An NHS trust and an anaesthetist on trial over the death of a mother hours after giving birth to her second son have been cleared after the landmark case against them collapsed.
Maidstone and Tunbridge Wells NHS Trust was accused of corporate manslaughter over the death of schoolteacher Frances Cappuccini, 30, in the first prosecution of a health service body since the offence was introduced in 2008.
Locum consultant anaesthetist Errol Cornish, 68, was accused of gross negligence manslaughter over his role in the care of the mother of two, who died after postnatal surgery at Tunbridge Wells Hospital in Pembury, Kent, in October 2012.
But judge Mr Justice Coulson instructed the jury at Inner London Crown Court to acquit both defendants on Thursday, just over two weeks into their trial, having ruled on Wednesday that they had no case to answer.
In his ruling, which can be reported for the first time today, he praised the Cappuccini family's "dignity" during the trial and said: "There is no question that Frances Cappuccini should not have died at the trust hospital on October 9.
"It's inevitable that her family will want to know why she died and hold someone to account."
But the judge outlined a series of flaws in the prosecution case, including evidence that showed some of locum Dr Cornish's actions had been "about as far from a gross negligence manslaughter case as it is possible to be". He also described some of the arguments against the trust as "perverse".
The taxpayer could face a bill running into hundreds of thousands of pounds after lawyers for Dr Cornish and the trust indicated they may seek to have the Crown Prosecution Service pay their legal costs.
In a statement the trust board said: "The allegation of corporate manslaughter has been consistently denied by the trust and now also comprehensively rejected by the court.
"The trust regrets that the Crown Prosecution Service saw fit to pursue the charge in the first place, given the additional stress this will have caused all involved."

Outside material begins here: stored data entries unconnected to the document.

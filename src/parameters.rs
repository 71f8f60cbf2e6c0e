// Copyright 2021-2022 Farcaster Devs
//
// This library is free software; you can redistribute it and/or
// modify it under the terms of the GNU Lesser General Public
// License as published by the Free Software Foundation; either
// version 3 of the License, or (at your option) any later version.
//
// This library is distributed in the hope that it will be useful,
// but WITHOUT ANY WARRANTY; without even the implied warranty of
// MERCHANTABILITY or FITNESS FOR A PARTICULAR PURPOSE. See the GNU
// Lesser General Public License for more details.
//
// You should have received a copy of the GNU Lesser General Public
// License along with this library; if not, write to the Free Software
// Foundation, Inc., 51 Franklin Street, Fifth Floor, Boston, MA 02110-1301, USA

//! Contract parameters: the participants' keys and addresses, both secrets, the relative
//! timelocks, the amounts, and the outputs to spend. Parameters are loaded from YAML.
//!
//! ```yaml
//! network: testnet
//! alice:
//!   wif: cNnZ1uE6Eb3o2Ziuo2GBTNZxmjJqi3aoj4CHLkfm7as8Z9ruuRcE
//!   address: tb1qklkpdy0xwcav7q4th97hnxncfd8l8kux4u7pwn
//! bob:
//!   wif: cVgxEkRBtnfvd41ssd4PCsiemahAHidFrLWYoDBMNojUeME8dojZ
//!   address: tb1qdd6cvu6krl6hyhzs2ylhsnul2plj3h330kgfz6
//! secrets:
//!   alice: 10a1e49e2c56295e1f2fd2dce78294da
//!   bob: 0dc7c47740a748abed192062f0caf637
//! timelocks:
//!   deposit: 15
//!   collateral: 4
//! amounts:
//!   deposit: 75000
//!   collateral: 25000
//!   fee: 500
//! utxos:
//!   redeem:
//!     txid: 7e684f73cf2d690987d855da1a8b46efe0d6663145386eac1edaed3433883133
//!     vout: 1
//!     amount: 200000
//!   transition:
//!     txid: 7646f2aa75f267718e1ddf1162fe1fccb3dfe5c4dd12173633ba03585c224609
//!     vout: 0
//!     amount: 200000
//! ```

use std::fs;
use std::io;
use std::path::Path;
use std::str::FromStr;

use bitcoin::blockdata::script::Script;
use bitcoin::blockdata::transaction::TxOut;
use bitcoin::secp256k1::{Secp256k1, Signing};
use bitcoin::util::key;
use bitcoin::{Network, PrivateKey};
use thiserror::Error;

use crate::bitcoin::address::parse_address;
use crate::bitcoin::amount::Amounts;
use crate::bitcoin::timelock::CSVTimelock;
use crate::bitcoin::transaction::{self, MetadataOutput};
use crate::role::{Participant, Party};
use crate::script::Preimage;

/// Configuration errors, raised when loading or resolving parameters.
#[derive(Error, Debug)]
pub enum Error {
    /// The network name is unknown.
    #[error("Unknown network: {0}")]
    UnknownNetwork(String),
    /// A contract timelock is not a relative lock-time.
    #[error("Invalid relative timelock: {0:#010x}")]
    InvalidTimelock(u32),
    /// A private key is not a valid WIF.
    #[error("Invalid private key: {0}")]
    InvalidKey(#[from] key::Error),
    /// A script pubkey is not valid hex.
    #[error("Invalid script pubkey: {0}")]
    InvalidScriptPubkey(#[from] hex::FromHexError),
    /// An address, network, or UTXO reference error.
    #[error("Bitcoin error: {0}")]
    Bitcoin(#[from] transaction::Error),
    /// The parameters cannot be decoded.
    #[error("Yaml error: {0}")]
    Yaml(#[from] serde_yaml::Error),
    /// The parameters file cannot be read.
    #[error("IO error: {0}")]
    Io(#[from] io::Error),
}

/// Signing key in WIF and payout address of a participant.
#[derive(Debug, Clone, PartialEq, Eq, Serialize, Deserialize)]
pub struct PartyParameters {
    pub wif: String,
    pub address: String,
}

/// Secrets of both parties, used as the raw bytes of the strings.
#[derive(Clone, PartialEq, Eq, Serialize, Deserialize)]
pub struct Secrets {
    pub alice: String,
    pub bob: String,
}

impl std::fmt::Debug for Secrets {
    fn fmt(&self, f: &mut std::fmt::Formatter<'_>) -> std::fmt::Result {
        f.write_str("Secrets(<hidden>)")
    }
}

/// Relative timelocks, `T` for the deposit contract and `ell` for the collateral contract.
#[derive(Debug, Clone, Copy, PartialEq, Eq, Serialize, Deserialize)]
pub struct Timelocks {
    pub deposit: CSVTimelock,
    pub collateral: CSVTimelock,
}

impl Timelocks {
    /// Check both timelocks only set the type flag and value bits of a relative lock-time.
    pub fn check(&self) -> Result<(), Error> {
        [self.deposit, self.collateral]
            .iter()
            .find(|timelock| !timelock.is_relative())
            .map_or(Ok(()), |timelock| Err(Error::InvalidTimelock(timelock.as_u32())))
    }
}

/// An on-chain output to spend. The `script_pubkey` defaults to the P2WSH of the spent contract.
#[derive(Debug, Clone, PartialEq, Eq, Serialize, Deserialize)]
pub struct Utxo {
    pub txid: String,
    pub vout: u32,
    pub amount: u64,
    #[serde(default, skip_serializing_if = "Option::is_none")]
    pub script_pubkey: Option<String>,
}

impl Utxo {
    /// Resolve the reference into a spendable output, `default_script_pubkey` is used when the
    /// parameters do not carry one.
    pub fn to_metadata(&self, default_script_pubkey: Script) -> Result<MetadataOutput, Error> {
        let script_pubkey = match &self.script_pubkey {
            Some(s) => Script::from(hex::decode(s)?),
            None => default_script_pubkey,
        };
        Ok(MetadataOutput::from_utxo(
            &self.txid,
            self.vout,
            TxOut {
                value: self.amount,
                script_pubkey,
            },
            None,
        )?)
    }
}

/// Outputs spent by each transaction. Collateral outputs are optional, the collateral spends are
/// chained on the transition transaction when missing.
#[derive(Debug, Clone, PartialEq, Eq, Serialize, Deserialize)]
pub struct Utxos {
    pub redeem: Utxo,
    pub transition: Utxo,
    #[serde(default, skip_serializing_if = "Option::is_none")]
    pub claim: Option<Utxo>,
    #[serde(default, skip_serializing_if = "Option::is_none")]
    pub burn: Option<Utxo>,
}

/// All the parameters of a hedged contract.
#[derive(Debug, Clone, PartialEq, Eq, Serialize, Deserialize)]
pub struct Parameters {
    pub network: String,
    pub alice: PartyParameters,
    pub bob: PartyParameters,
    pub secrets: Secrets,
    pub timelocks: Timelocks,
    pub amounts: Amounts,
    pub utxos: Utxos,
}

impl Parameters {
    /// Decode the parameters from a YAML document and validate them.
    pub fn from_yaml(s: &str) -> Result<Self, Error> {
        let params: Self = serde_yaml::from_str(s)?;
        params.validate()?;
        Ok(params)
    }

    /// Read and decode the parameters from a YAML file.
    pub fn from_file<P: AsRef<Path>>(path: P) -> Result<Self, Error> {
        let path = path.as_ref();
        debug!("loading parameters from {}", path.display());
        Self::from_yaml(&fs::read_to_string(path)?)
    }

    pub fn to_yaml(&self) -> Result<String, Error> {
        Ok(serde_yaml::to_string(self)?)
    }

    /// Check the network, both keys, both addresses, and the timelocks.
    pub fn validate(&self) -> Result<(), Error> {
        self.timelocks.check()?;
        let secp = Secp256k1::signing_only();
        for party in Party::both() {
            self.participant(&secp, party)?;
        }
        Ok(())
    }

    pub fn network(&self) -> Result<Network, Error> {
        Network::from_str(&self.network).map_err(|_| Error::UnknownNetwork(self.network.clone()))
    }

    fn party(&self, party: Party) -> &PartyParameters {
        match party {
            Party::Alice => &self.alice,
            Party::Bob => &self.bob,
        }
    }

    /// Decode the key and the address of a party, both must belong to the network.
    pub fn participant<C: Signing>(
        &self,
        secp: &Secp256k1<C>,
        party: Party,
    ) -> Result<Participant, Error> {
        let network = self.network()?;
        let PartyParameters { wif, address } = self.party(party);
        let key = PrivateKey::from_wif(wif)?;
        // WIF keys only distinguish mainnet from the test networks
        let test_network = |n: Network| n != Network::Bitcoin;
        if key.network != network && !(test_network(key.network) && test_network(network)) {
            return Err(transaction::Error::NetworkMismatch(key.network, network).into());
        }
        let address = parse_address(address, network)?;
        Ok(Participant::new(secp, party, key.inner, address))
    }

    /// The secret of a party, the raw bytes of the configured string.
    pub fn preimage(&self, party: Party) -> Preimage {
        match party {
            Party::Alice => Preimage::from(self.secrets.alice.as_str()),
            Party::Bob => Preimage::from(self.secrets.bob.as_str()),
        }
    }
}
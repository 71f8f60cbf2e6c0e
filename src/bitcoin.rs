// Copyright 2021-2022 Farcaster Devs
//
// This library is free software; you can redistribute it and/or
// modify it under the terms of the GNU Lesser General Public
// License as published by the Free Software Foundation; either
// version 3 of the License, or (at your option) any later version.
//
// This library is distributed in the hope that it will be useful,
// but WITHOUT ANY WARRANTY; without even the implied warranty of
// MERCHANTABILITY or FITNESS FOR A PARTICULAR PURPOSE. See the GNU
// Lesser General Public License for more details.
//
// You should have received a copy of the GNU Lesser General Public
// License along with this library; if not, write to the Free Software
// Foundation, Inc., 51 Franklin Street, Fifth Floor, Boston, MA 02110-1301, USA

//! Implementation of the hedged contracts on Bitcoin with SegWit version 0 outputs and ECDSA
//! signatures.

pub mod address;
pub mod amount;
pub mod segwitv0;
pub mod timelock;
pub mod transaction;
pub mod witness;

pub use address::{burn_address, collateral_address, deposit_address};
pub use amount::Amounts;
pub use segwitv0::{
    BurnLock, BurnTx, ClaimTx, CollateralLock, DepositLock, HedgedLock, RedeemTx, TransitionTx,
};
pub use timelock::CSVTimelock;
pub use transaction::{MetadataOutput, Tx};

Mrs Cappuccini's widower Tom, who was in court throughout the trial, was not present as the jury of 10 women and two men returned formal not guilty verdicts.
Mrs Cappuccini lost more than two litres (around four pints) of blood after her second son Giacomo was born by Caesarean section at the hospital in Kent.
She was subsequently operated on for a postpartum haemorrhage, but never woke up from the anaesthetic.
She went into cardiac arrest just over three hours after the operation had finished on October 9 2012, and died at 4.20pm.
The trial heard that a second anaesthetist, Dr Nadeem Azeez, 53, was primarily responsible for Mrs Cappuccini's care, but did not face a trial alongside them because he had returned to his native Pakistan.
The prosecution had claimed that errors by both men had contributed to her death. It also alleged that the trust had failed in its duty of care by employing them, making allegations about their qualification and the way they were hired.
But the judge said there was no evidence presented to the jury to support these claims.
In a statement released through the Medical Protection Society, Dr Cornish said: "I am relieved with the court's verdict. I would like to thank my family, friends, legal team and all those who supported me through this difficult time."
His lawyer Ian Stern QC had earlier told the court Dr Cornish's professionalism had been in the spotlight during extensive media coverage of the case.
He highlighted the fact that the judge ruled Dr Cornish did not breach his duty of care, and referenced the medic's "extremely impressive career", including working under heart transplant pioneer Dr Christiaan Barnard in South Africa.
Mr Stern also pointed out that "at the time he left Frances Cappuccini after his short involvement there was no evidence to support the prosecution assertion that she was dying".
A CPS spokeswoman said it had decided not to appeal against the judge's ruling, adding: "We appreciate that Mrs Cappuccini's family will be understandably upset by this outcome, but we respect the decision made by the judge that there was insufficient evidence to continue with the trial."